Some of the common symptoms of an arrhythmia include:

  • Fatigue
  • Decrease exercise tolerance
  • Heart palpitations
  • Dizziness
  • Lightheadedness
  • Fainting or near fainting

3 common types of arrhythmias

SIH Prairie Heart Institute developed a heart rhythm services program to diagnose and treat arrhythmias. Our goal is to determine the underlying cause and help you get back to doing what you love. A heart rhythm specialist is specifically trained in arrhythmia and uses special diagnostic tools to determine the root cause of your disorder and treat it accordingly.

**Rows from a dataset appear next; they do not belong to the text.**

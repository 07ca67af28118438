use thiserror::Error;

use crate::{
    domain::booking::{BookingStatus, Decision, PaymentStatus},
    flows::FlowTransitionError,
};

/// Apology shown to a guest whenever a turn fails; never carries internal state.
pub const GUEST_RETRY_MESSAGE: &str =
    "Sorry, something went wrong on our side. Please send your last message again in a moment.";

#[derive(Clone, Debug, Error, PartialEq, Eq)]
pub enum DomainError {
    #[error("cannot apply {decision:?} to booking in {from:?}/{payment:?}")]
    InvalidBookingTransition { from: BookingStatus, payment: PaymentStatus, decision: Decision },
    #[error(transparent)]
    FlowTransition(#[from] FlowTransitionError),
    #[error("domain invariant violation: {0}")]
    InvariantViolation(String),
}

#[derive(Clone, Debug, Error, PartialEq, Eq)]
pub enum ApplicationError {
    #[error(transparent)]
    Domain(#[from] DomainError),
    #[error("storage unavailable: {0}")]
    StorageUnavailable(String),
    #[error("transient intake failure: {0}")]
    TransientIntakeFailure(String),
    #[error("not found: {0}")]
    NotFound(String),
    #[error("integration failure: {0}")]
    Integration(String),
    #[error("configuration failure: {0}")]
    Configuration(String),
}

impl ApplicationError {
    /// Whether the same input may simply be sent again.
    pub fn is_retryable(&self) -> bool {
        matches!(
            self,
            Self::StorageUnavailable(_) | Self::TransientIntakeFailure(_) | Self::Integration(_)
        )
    }
}

#[derive(Clone, Debug, Error, PartialEq, Eq)]
pub enum InterfaceError {
    #[error("bad request: {message}")]
    BadRequest { message: String, correlation_id: String },
    #[error("not found: {message}")]
    NotFound { message: String, correlation_id: String },
    #[error("service unavailable: {message}")]
    ServiceUnavailable { message: String, correlation_id: String },
    #[error("internal error: {message}")]
    Internal { message: String, correlation_id: String },
}

impl InterfaceError {
    pub fn user_message(&self) -> &'static str {
        match self {
            Self::BadRequest { .. } => {
                "The request could not be processed. Check inputs and try again."
            }
            Self::NotFound { .. } => "The requested booking or conversation does not exist.",
            Self::ServiceUnavailable { .. } => GUEST_RETRY_MESSAGE,
            Self::Internal { .. } => "An unexpected internal error occurred.",
        }
    }

    pub fn correlation_id(&self) -> &str {
        match self {
            Self::BadRequest { correlation_id, .. }
            | Self::NotFound { correlation_id, .. }
            | Self::ServiceUnavailable { correlation_id, .. }
            | Self::Internal { correlation_id, .. } => correlation_id,
        }
    }
}

impl ApplicationError {
    pub fn into_interface(self, correlation_id: impl Into<String>) -> InterfaceError {
        let correlation_id = correlation_id.into();
        let mut mapped = InterfaceError::from(self);
        match &mut mapped {
            InterfaceError::BadRequest { correlation_id: id, .. }
            | InterfaceError::NotFound { correlation_id: id, .. }
            | InterfaceError::ServiceUnavailable { correlation_id: id, .. }
            | InterfaceError::Internal { correlation_id: id, .. } => *id = correlation_id,
        }
        mapped
    }
}

impl From<ApplicationError> for InterfaceError {
    fn from(value: ApplicationError) -> Self {
        match value {
            ApplicationError::Domain(DomainError::InvalidBookingTransition { .. })
            | ApplicationError::Domain(DomainError::FlowTransition(_))
            | ApplicationError::Domain(DomainError::InvariantViolation(_)) => Self::BadRequest {
                message: "domain validation failed".to_owned(),
                correlation_id: "unassigned".to_owned(),
            },
            ApplicationError::NotFound(message) => {
                Self::NotFound { message, correlation_id: "unassigned".to_owned() }
            }
            ApplicationError::StorageUnavailable(message)
            | ApplicationError::TransientIntakeFailure(message)
            | ApplicationError::Integration(message) => {
                Self::ServiceUnavailable { message, correlation_id: "unassigned".to_owned() }
            }
            ApplicationError::Configuration(message) => {
                Self::Internal { message, correlation_id: "unassigned".to_owned() }
            }
        }
    }
}
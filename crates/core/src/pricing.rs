use rust_decimal::Decimal;
use serde::{Deserialize, Serialize};

use crate::domain::conversation::{DateRange, DerivedPrice};
use crate::domain::property::{Property, PropertyId};

#[derive(Clone, Debug, PartialEq, Eq, Serialize, Deserialize)]
pub struct PricingTraceStep {
    pub stage: String,
    pub detail: String,
    pub amount: Decimal,
}

#[derive(Clone, Debug, PartialEq, Eq, Serialize, Deserialize)]
pub struct PricingTrace {
    pub property_id: PropertyId,
    pub currency: String,
    pub steps: Vec<PricingTraceStep>,
}

#[derive(Clone, Debug, PartialEq, Eq, Serialize, Deserialize)]
pub struct PricingResult {
    pub price: DerivedPrice,
    pub trace: PricingTrace,
}

pub trait PricingEngine: Send + Sync {
    fn price(&self, property: &Property, range: &DateRange) -> PricingResult;
}

/// Nightly rate times nights. No discounts, no history: the same inputs always price the same.
#[derive(Clone, Copy, Debug, Default)]
pub struct NightlyRatePricingEngine;

impl PricingEngine for NightlyRatePricingEngine {
    fn price(&self, property: &Property, range: &DateRange) -> PricingResult {
        compute_price_with_trace(property, range)
    }
}

pub fn compute_price(nightly_rate: Decimal, nights: u32) -> Decimal {
    nightly_rate * Decimal::from(nights)
}

pub fn compute_price_with_trace(property: &Property, range: &DateRange) -> PricingResult {
    let nights = range.nights();
    let total = compute_price(property.nightly_rate, nights);

    PricingResult {
        price: DerivedPrice {
            range: *range,
            nightly_rate: property.nightly_rate,
            nights,
            total,
            currency: property.currency.clone(),
        },
        trace: PricingTrace {
            property_id: property.id.clone(),
            currency: property.currency.clone(),
            steps: vec![
                PricingTraceStep {
                    stage: "nightly_rate".to_string(),
                    detail: "property base price per night".to_string(),
                    amount: property.nightly_rate,
                },
                PricingTraceStep {
                    stage: "total".to_string(),
                    detail: format!("nightly_rate * {nights} nights"),
                    amount: total,
                },
            ],
        },
    }
}

pub fn format_amount(amount: Decimal, currency: &str) -> String {
    format!("{currency} {amount:.2}")
}
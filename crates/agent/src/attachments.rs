use async_trait::async_trait;
use thiserror::Error;

#[derive(Clone, Debug, Error, PartialEq, Eq)]
#[error("attachment `{reference}` could not be stored: {reason}")]
pub struct AttachmentError {
    pub reference: String,
    pub reason: String,
}

/// Keeps payment screenshots somewhere the approver can open them. Returns the reference the
/// approval request should carry.
#[async_trait]
pub trait AttachmentStore: Send + Sync {
    async fn persist(&self, reference: &str) -> Result<String, AttachmentError>;
}

/// The chat transport already hosts the file; its reference is kept as is.
#[derive(Clone, Copy, Debug, Default)]
pub struct TransportHostedAttachments;

#[async_trait]
impl AttachmentStore for TransportHostedAttachments {
    async fn persist(&self, reference: &str) -> Result<String, AttachmentError> {
        let reference = reference.trim();
        if reference.is_empty() {
            return Err(AttachmentError {
                reference: reference.to_string(),
                reason: "empty attachment reference".to_string(),
            });
        }
        Ok(reference.to_string())
    }
}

  • Bradycardia (slow heartbeat): Bradycardia is a slow heartbeat that occurs less than 60 beats per minute, particularly if the low heart rate happens at times when you’re active, which could make you feel tired or lightheaded. It’s not uncommon for some highly athletic individuals to have a heartbeat lower than 60 beats per minute during rest, which is normal. To require treatment, most of those conditions have to precipitate symptoms that impair your quality of life.
  • Tachycardia (rapid heartbeat): Tachycardia is a condition that can be dangerous because the fast beat interferes with the heart’s pumping action. When the heart pumps too fast, the ventricles don’t have time to fill with the appropriate amount of blood. The danger of this depends upon which chamber of the heart the abnormality originates.
  • AFib: Atrial Fibrillation (AFib) is a condition in which the upper chambers of the heart (the atria) beat in a rapid, uncoordinated and disorganized fashion, resulting in a very irregular and frequently fast heart rate. When the heart’s atria are in AFib, they quiver instead of beating effectively. AFib needs to be treated ASAP. Left untreated, it can negatively impact your day-to-day activities and makes you five times more likely to suffer from a stroke.